Pre-ischemic estrogen alters outcome of focal renal ischemia via nitric oxide and endothelin-1 [10, 34]. Because both of these mediators are believed to act on renal blood flow, our findings that neither RRCBF nor systemic metabolic parameters are affected by estrogen during the post-arrest period suggest that the mechanism of acute renoprotection by post-arrest estrogen may be distinct from that of chronic or pre-ischemic administration. Since no prior study addresses post-treatment with estrogen in the kidney, we note that after experimental stroke estrogen exerted a protective effect due to enhanced cerebral blood flow [38, 39]. In our whole-body ischemia model, we found that estrogen does not alter RRCBF or systemic metabolic parameters in the recovery period up to 45 min following CA/CPR. We cannot eliminate the possibility that renal medullary but not renal cortical blood flow is affected by estrogen, as it is reported that even though cortical blood flow fully recovers in 30–45 min after bilateral occlusion of the renal arteries and veins and reperfusion, medullary blood flow remains compromised for prolonged periods that are associated with a long-term decline in renal function [40, 41]. However, this investigation is focused on acute, 24-h outcomes, and estrogen mediation of long-term outcome was not assessed in this study. Another possibility is that the use of isoflurane in our study confounds the evaluation of blood flow, as it is a vasodilator. An additional possible limitation regarding the use of isoflurane is its well-characterized renoprotective effect . It is not possible to perform our study without anesthesia; we carefully designed experiments to exclude differential effect of either vasodilatory or renoprotective properties of isoflurane. As all animals received the same concentration of isoflurane, no observed effect can be due to the influence of isoflurane alone.

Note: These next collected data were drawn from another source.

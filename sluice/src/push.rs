use clap::Args;
use sluice_client::HttpAdmitClient;
use snafu::ResultExt;
use tokio_util::sync::CancellationToken;

use crate::error::{PushClientSnafu, Result};

/// Push item payloads to a running Sluice server.
#[derive(Debug, Args)]
pub struct PushArgs {
    /// Base URL of the server.
    #[arg(long, default_value = "http://127.0.0.1:8080")]
    url: String,
    /// Item payloads to push, one item per argument.
    payloads: Vec<String>,
}

impl PushArgs {
    pub async fn run(self, _ct: CancellationToken) -> Result<()> {
        let client = HttpAdmitClient::new(self.url);

        for payload in self.payloads {
            let response = client
                .admit(payload.into_bytes())
                .await
                .context(PushClientSnafu {})?;
            println!("{}", response.status);
        }

        Ok(())
    }
}
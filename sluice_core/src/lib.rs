//! Core batching pipeline.
//!
//! Producers admit opaque items through the [`IngestGateway`]; items
//! accumulate in the [`BatchStore`] as fixed-capacity batches; the
//! [`Flusher`] periodically drains the oldest batch to a [`Processor`],
//! applying a bounded retry policy.

pub mod error;
pub mod flusher;
pub mod gateway;
pub mod pipeline;
pub mod processor;
pub mod store;
pub mod types;

pub use error::{GatewayError, ProcessError, StoreError};
pub use flusher::{Flusher, RetryPolicy, run_background_flusher};
pub use gateway::IngestGateway;
pub use pipeline::IngestPipeline;
pub use processor::{NoopProcessor, Processor};
pub use store::{BatchStore, ItemStore};
pub use types::{Batch, Item, Limits};
use thiserror::Error;

/// Errors that can occur in the HTTP ingest server.
#[derive(Error, Debug)]
pub enum ServerError {
    #[error("internal server error: {0}")]
    Internal(String),
}

pub type Result<T, E = ServerError> = std::result::Result<T, E>;
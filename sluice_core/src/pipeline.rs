//! Wiring of the gateway and flusher around a freshly built store.

use std::{fmt, sync::Arc};

use crate::{
    error::{FaultSnafu, ProcessError},
    flusher::{Flusher, RetryPolicy},
    gateway::IngestGateway,
    processor::Processor,
    store::BatchStore,
    types::Limits,
};

/// A connected ingest pipeline.
///
/// Construction is explicit: the caller receives both the gateway and the
/// flusher and decides when and where the background task runs, typically via
/// [`run_background_flusher`](crate::flusher::run_background_flusher).
pub struct IngestPipeline {
    pub gateway: IngestGateway,
    pub flusher: Flusher,
    pub limits: Limits,
}

impl fmt::Debug for IngestPipeline {
    fn fmt(&self, f: &mut fmt::Formatter<'_>) -> fmt::Result {
        f.debug_struct("IngestPipeline")
            .field("limits", &self.limits)
            .finish_non_exhaustive()
    }
}

impl IngestPipeline {
    /// Queries the processor limits once and builds the store, gateway, and
    /// flusher with the default retry policy.
    ///
    /// Failure to obtain the limits is the only unrecoverable condition in
    /// the pipeline; nothing is started in that case.
    pub async fn connect(processor: Arc<dyn Processor>) -> Result<Self, ProcessError> {
        let limits = processor.limits().await?;
        let policy = RetryPolicy::from_interval(limits.flush_interval);
        Self::with_policy(processor, limits, policy)
    }

    /// Builds the pipeline with an explicit retry policy.
    pub fn with_policy(
        processor: Arc<dyn Processor>,
        limits: Limits,
        policy: RetryPolicy,
    ) -> Result<Self, ProcessError> {
        if limits.batch_size == 0 {
            return FaultSnafu {
                message: "processor reported a zero batch size",
            }
            .fail();
        }

        if limits.flush_interval.is_zero() {
            return FaultSnafu {
                message: "processor reported a zero flush interval",
            }
            .fail();
        }

        let store: Arc<BatchStore> = BatchStore::new(limits.batch_size).into();
        let gateway = IngestGateway::new(store.clone());
        let flusher = Flusher::new(store, processor, limits.flush_interval, policy);

        Ok(Self {
            gateway,
            flusher,
            limits,
        })
    }
}
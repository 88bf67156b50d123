use snafu::Snafu;

/// Batch store error types.
#[derive(Debug, Clone, PartialEq, Eq, Snafu)]
#[snafu(visibility(pub))]
pub enum StoreError {
    /// The store holds no batches.
    ///
    /// This is an expected condition between flush cycles, not a fault.
    #[snafu(display("empty store"))]
    Empty,
    /// Unexpected internal fault. Callers treat it as transient and retry.
    #[snafu(display("internal store error: {message}"))]
    Internal { message: String },
}

/// Processor error types.
///
/// The outcome of a processor call is tagged so that retry branches are
/// exhaustive instead of comparing opaque error values.
#[derive(Debug, Clone, PartialEq, Eq, Snafu)]
#[snafu(visibility(pub))]
pub enum ProcessError {
    /// The processor is overloaded and wants callers to back off briefly
    /// before retrying.
    #[snafu(display("processor blocked"))]
    Blocked,
    /// Any other processor failure.
    #[snafu(display("processor fault: {message}"))]
    Fault { message: String },
}

/// Errors the gateway surfaces to the transport layer.
#[derive(Debug, Clone, PartialEq, Eq, Snafu)]
#[snafu(visibility(pub))]
pub enum GatewayError {
    /// The store rejected the item twice. The transport must map this to a
    /// server error response.
    #[snafu(display("admission failed: {message}"))]
    AdmissionFailed { message: String },
}

pub type Result<T, E = ProcessError> = std::result::Result<T, E>;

In the present study, efficacy of post-ischemic estrogen injection was observed amongst young mice only in males. On the other hand, estrogen was renoprotective in old mice of both sexes. In our previous studies, we found that deletion of ERs α, β, and GPER did not interfere with protection against renal injury from ischemia/reperfusion when estrogen was administered for a week prior to CA/CPR [12, 13]. In evaluating these findings, we hypothesized that pre-ischemic and repeated dosing of estrogen could protect the kidney through multiple mechanisms mediated by more than one receptor; thus, deletion of a single receptor would not abrogate the protective effect. As acute and chronic administrations of estrogen are differentially protective in neurologic ischemia , this might also be the case in renal ischemic injury. Thus, it is essential to evaluate involvement of renal ERs in the effect we observed. Since aged females are in a low-estrogen environment compared with young females, we hypothesized that ER expression levels differ between the two, and this might explain the different response to the exogenous estrogen. We therefore measured renal ERα and GPER levels in animals not treated with estrogen. We found that the expression of ERα in aged females was increased compared with young females 24 h after CA/CPR. This finding in animals after CA/CPR is similar to those of others: in surgically naïve animals, ERα expression increases with age in renal tissue . Our finding is limited in that the 24-h time point may not precisely replicate the levels present at the time of reperfusion; therefore, the inference of mechanistic association should be interpreted with caution. In heart  and brain [46, 47], ER activation reduces ischemic injury. In light of these findings and in light of recent data indicating ERα as a mediator of protective estrogen signaling in female rats with pulmonary hypertension-induced right ventricular failure , we speculate (with the above limitations) that protective acute estrogen effects in aged females are mediated at least in part by ERα, and further investigation will test this hypothesis.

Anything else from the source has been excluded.